Thanks for all your input ladies.....thought a little bit of a bummer how many of us are in the same boat!
 

UnderBlue

Shiny_Rock
Joined
Oct 19, 2009
Messages
101
Just to throw in my two-cents:
Gifts should be given becasue you want to give them, not becasue someone else has given you a gift and you are obliged to reciprocate. I know it can be disheartening. (Out of my 3 brothers and my 4 best friends at our wedding, we got a card from one of them). Maybe they had some kind of mental or subconscious block about you not being family until y'all were married.

We've always gotten gifts for his family and parents at Christmas. This year we gave them small photobooks from the wedding (amazing deal on Shutterfly, who I highly recommend, 3 books (2 8x8, one leather 12x12) for $60, including shipping !) along with the regular gifts we'd give them (books, etc.).
 

Jennifer W

Brilliant_Rock
Trade
Joined
Jun 18, 2010
Messages
1,958
Honestly, regardless of the type of relationship I had with them, it wouldn't cross my mind to be organising Christmas gifts for my husband's family. That's his job and any slacking there would be exclusively his problem. ;))

The cupcakes were a lovely gesture, I'd respond in kind for her birthday. I hope they were yummy!
 

StonieGrl

Brilliant_Rock
Joined
Sep 23, 2009
Messages
647
This has stood me in good stead through 2 marriages, an engagement and all my boyfriends: They handle the giftgiving for their families, I handle the giftgiving for mine. Everyone is happy in this scenario.

That way everyone's family of origin traditions or lack thereof aren't tinkered with by some 'newbie,' LOL, and you don't get your feelings hurt, generally, or look strange.

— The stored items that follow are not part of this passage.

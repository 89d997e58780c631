//! Counterbalanced trial sequence generation.
//!
//! Produces pseudo-random orders of multi-factor experimental trials such
//! that:
//!
//! - every full factor-level combination occurs the prescribed number of
//!   times (`sets`, scaled by proportion weights),
//! - level frequencies follow the declared proportions exactly,
//! - trial-to-trial transitions obey per-factor rules (repetition,
//!   avoidance, cyclic progression, or custom logic).
//!
//! # Modules
//!
//! - [`factors`]: factor space, trials, proportion weights.
//! - [`rules`]: transition rule vocabulary and the rule engine.
//! - [`pool`]: N-dimensional demand table.
//! - [`sequencer`]: backtracking sequencer, boundary extension, config.
//! - [`diagnostics`]: debug summaries of pool state.
//!
//! # Example
//!
//! ```
//! use counterbalance::{create_trial_sequence, SequenceConfig, TransitionRule};
//!
//! let config = SequenceConfig::new(vec![2, 2])
//!     .with_rules(vec![TransitionRule::Unconstrained, TransitionRule::identical(1, 0)])
//!     .with_seed(3);
//! let trials = create_trial_sequence(&config).unwrap();
//! assert_eq!(trials.len(), 4);
//! for w in trials.windows(2) {
//!     assert_eq!(w[1][1], w[0][0]);
//! }
//! ```
//!
//! A call holds no state between invocations; independent calls may run
//! concurrently.

pub mod diagnostics;
pub mod error;
pub mod factors;
pub mod pool;
pub mod random;
pub mod rules;
pub mod sequencer;

pub use error::{ConfigError, GenerationError, Phase};
pub use factors::{FactorSpace, Trial};
pub use rules::{Admissible, TransitionRule};
pub use sequencer::{SequenceConfig, SequenceResult, SequenceRunner};

/// Generates the complete ordered trial list for `config`.
pub fn create_trial_sequence(config: &SequenceConfig) -> Result<Vec<Trial>, GenerationError> {
    SequenceRunner::run(config).map(|r| r.trials)
}
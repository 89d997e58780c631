//! Random sampling helpers.

use rand::rngs::StdRng;
use rand::{Rng, SeedableRng};

/// Creates a deterministic RNG from a seed.
pub fn create_rng(seed: u64) -> StdRng {
    StdRng::seed_from_u64(seed)
}

/// Draws an index with probability proportional to its weight.
///
/// Returns `None` when `weights` is empty or sums to zero.
///
/// # Examples
///
/// ```
/// use counterbalance::random::{create_rng, proportional_index};
///
/// let mut rng = create_rng(7);
/// let i = proportional_index(&[0, 5, 0], &mut rng);
/// assert_eq!(i, Some(1));
/// ```
pub fn proportional_index<R: Rng + ?Sized>(weights: &[u64], rng: &mut R) -> Option<usize> {
    let total: u64 = weights.iter().sum();
    if total == 0 {
        return None;
    }
    let pick = rng.random_range(0..total);
    let mut steps = 0u64;
    for (i, &w) in weights.iter().enumerate() {
        steps += w;
        if pick < steps {
            return Some(i);
        }
    }
    None
}

/// Draws an index uniformly from `0..len`. `None` when `len == 0`.
pub fn uniform_index<R: Rng + ?Sized>(len: usize, rng: &mut R) -> Option<usize> {
    if len == 0 {
        None
    } else {
        Some(rng.random_range(0..len))
    }
}
//! Backtracking sequencer.
//!
//! Builds the pool-backed core of a trial sequence one position at a time:
//!
//! 1. Draw a seed trial in proportion to the level weights and consume it.
//! 2. At each position, ask the rule engine for admissible levels and check
//!    that the pool still has demand inside their cross product.
//! 3. If so, sample candidates until one hits a cell with demand, consume
//!    it, and advance.
//! 4. If not, restart from the same seed; after too many dead ends draw a
//!    new seed; after too many seeds give up.
//!
//! The core is then extended with prepended and appended boundary trials
//! that obey their own rule sets but draw nothing from the pool.

mod boundary;
mod config;
mod runner;

pub use boundary::{append, prepend};
pub use config::{
    FeasibilityScope, SearchLimits, SequenceConfig, MAX_PICKER_ATTEMPTS, MAX_RESTART_ATTEMPTS,
    MAX_RETRY_ATTEMPTS,
};
pub use runner::{SequenceResult, SequenceRunner};
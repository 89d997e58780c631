//! Transition rule vocabulary.

use crate::factors::Trial;
use std::fmt;
use std::sync::Arc;

/// Result of a custom rule: one forced level or a set of admissible levels.
#[derive(Debug, Clone, PartialEq, Eq)]
pub enum Admissible {
    /// Exactly this level.
    Level(usize),
    /// Any of these levels.
    Levels(Vec<usize>),
}

impl From<usize> for Admissible {
    fn from(level: usize) -> Self {
        Admissible::Level(level)
    }
}

impl From<Vec<usize>> for Admissible {
    fn from(levels: Vec<usize>) -> Self {
        Admissible::Levels(levels)
    }
}

/// Signature of a custom rule: `(level_count, position, history) -> admissible`.
pub type CustomFn = dyn Fn(usize, usize, &[Trial]) -> Admissible + Send + Sync;

/// A user-supplied rule function.
///
/// # Examples
///
/// ```
/// use counterbalance::rules::{Admissible, CustomRule};
///
/// // ABBA pattern on a two-level factor.
/// let abba = CustomRule::new("abba", |_levels, position, _history| {
///     Admissible::Level([0, 1, 1, 0][position % 4])
/// });
/// assert_eq!(abba.name(), "abba");
/// ```
#[derive(Clone)]
pub struct CustomRule {
    name: String,
    func: Arc<CustomFn>,
}

impl CustomRule {
    /// Wraps `func` under a name used in debug output.
    pub fn new<F>(name: impl Into<String>, func: F) -> Self
    where
        F: Fn(usize, usize, &[Trial]) -> Admissible + Send + Sync + 'static,
    {
        Self {
            name: name.into(),
            func: Arc::new(func),
        }
    }

    /// Name given at construction.
    pub fn name(&self) -> &str {
        &self.name
    }

    /// Invokes the rule.
    pub fn admissible(&self, levels: usize, position: usize, history: &[Trial]) -> Admissible {
        (self.func)(levels, position, history)
    }
}

impl fmt::Debug for CustomRule {
    fn fmt(&self, f: &mut fmt::Formatter<'_>) -> fmt::Result {
        f.debug_struct("CustomRule").field("name", &self.name).finish()
    }
}

/// Per-factor constraint on which levels may appear at a trial position.
#[derive(Debug, Clone, Default)]
#[cfg_attr(feature = "serde", derive(serde::Serialize, serde::Deserialize))]
pub enum TransitionRule {
    /// Every level is admissible.
    #[default]
    Unconstrained,

    /// Level must equal the level factor `factor` held `lag` trials earlier.
    Identical { lag: usize, factor: usize },

    /// Level must differ from the level factor `factor` held `lag` trials earlier.
    Different { lag: usize, factor: usize },

    /// Previous trial's own level advanced cyclically by `step`.
    Next { step: usize },

    /// Arbitrary user logic.
    #[cfg_attr(feature = "serde", serde(skip))]
    Custom(CustomRule),
}

impl TransitionRule {
    pub fn identical(lag: usize, factor: usize) -> Self {
        TransitionRule::Identical { lag, factor }
    }

    pub fn different(lag: usize, factor: usize) -> Self {
        TransitionRule::Different { lag, factor }
    }

    pub fn next(step: usize) -> Self {
        TransitionRule::Next { step }
    }

    pub fn custom<F>(name: impl Into<String>, func: F) -> Self
    where
        F: Fn(usize, usize, &[Trial]) -> Admissible + Send + Sync + 'static,
    {
        TransitionRule::Custom(CustomRule::new(name, func))
    }

    /// Rule set leaving every factor unconstrained.
    pub fn unconstrained_set(factors: usize) -> Vec<TransitionRule> {
        vec![TransitionRule::Unconstrained; factors]
    }
}

/// Normalized admissible levels for one factor at one position.
///
/// Levels are kept sorted and deduplicated. A forced set carries a single
/// level that is used as-is instead of being sampled.
#[derive(Debug, Clone, PartialEq, Eq)]
pub struct LevelSet {
    levels: Vec<usize>,
    forced: bool,
}

impl LevelSet {
    /// All levels `0..count`.
    pub fn all(count: usize) -> Self {
        Self {
            levels: (0..count).collect(),
            forced: false,
        }
    }

    /// Exactly `level`, used without sampling.
    pub fn forced(level: usize) -> Self {
        Self {
            levels: vec![level],
            forced: true,
        }
    }

    /// Sampled from `levels`, which are sorted and deduplicated here.
    pub fn free(mut levels: Vec<usize>) -> Self {
        levels.sort_unstable();
        levels.dedup();
        Self {
            levels,
            forced: false,
        }
    }

    /// No admissible level.
    pub fn none() -> Self {
        Self {
            levels: Vec::new(),
            forced: false,
        }
    }

    /// Admissible levels in ascending order.
    pub fn as_slice(&self) -> &[usize] {
        &self.levels
    }

    pub fn len(&self) -> usize {
        self.levels.len()
    }

    pub fn is_empty(&self) -> bool {
        self.levels.is_empty()
    }

    pub fn is_forced(&self) -> bool {
        self.forced
    }

    /// The forced level, if any.
    pub fn forced_level(&self) -> Option<usize> {
        if self.forced {
            self.levels.first().copied()
        } else {
            None
        }
    }
}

Scenarios that have happened to me:
1. I buy lavish gifts, he/his family are frugal (diplomatic way of saying cheap) so I look like I'm trying to make them look even cheaper than they are.
2. I buy gifts, he/his family don't 'do' gifts at all, so I look like I'm trying to buy my way in or am somehow 'childish.'
3. He/his family buy MORE lavish gifts than I do and I then look cheap.
4. They observe gift-giving events/possibilities that I don't even know about! Then when I'm empty handed, I'm not getting with the program.
5. They do things like draw names or only give gifts to the kids and I then look like I threw a pooper in the party punch bowl when I show up with gifts for all.